▸ **Task instructions**: State the number of lines in the entries below where the string "iter" occurs, and omit everything else.

-- Opening Marker --

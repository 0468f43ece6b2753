//! Stopping test between two consecutive sets of centroids.
//!
//! Distance metrics compare coordinates; similarity metrics compare directions,
//! since a cosine centroid can change length without moving.

use approx::AbsDiffEq;

use crate::error::{Error, Result};
use crate::metric::{cosine_similarity, DistanceMetric, Orientation};

fn check_shapes(old: &[Vec<f64>], new: &[Vec<f64>]) -> Result<()> {
    if old.len() != new.len() {
        return Err(Error::LengthMismatch {
            left: old.len(),
            right: new.len(),
        });
    }
    for (a, b) in old.iter().zip(new) {
        if a.len() != b.len() {
            return Err(Error::LengthMismatch {
                left: a.len(),
                right: b.len(),
            });
        }
    }
    Ok(())
}

/// Converged iff every coordinate of every centroid moved by at most `tolerance`.
pub fn magnitude_converged(old: &[Vec<f64>], new: &[Vec<f64>], tolerance: f64) -> Result<bool> {
    check_shapes(old, new)?;
    Ok(old
        .iter()
        .flatten()
        .zip(new.iter().flatten())
        .all(|(a, b)| a.abs_diff_eq(b, tolerance)))
}

/// Converged iff every centroid kept its direction: `|1 - cos(old, new)| <= tolerance`.
pub fn cosine_converged(old: &[Vec<f64>], new: &[Vec<f64>], tolerance: f64) -> Result<bool> {
    check_shapes(old, new)?;
    for (a, b) in old.iter().zip(new) {
        if (1.0 - cosine_similarity(a, b)?).abs() > tolerance {
            return Ok(false);
        }
    }
    Ok(true)
}

/// Picks the convergence test that matches the metric's orientation.
pub fn has_converged(
    old: &[Vec<f64>],
    new: &[Vec<f64>],
    tolerance: f64,
    metric: &dyn DistanceMetric,
) -> Result<bool> {
    match metric.orientation() {
        Orientation::Distance => magnitude_converged(old, new, tolerance),
        Orientation::Similarity => cosine_converged(old, new, tolerance),
    }
}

-- Closing Marker --

▸ **Solution for this problem**: 4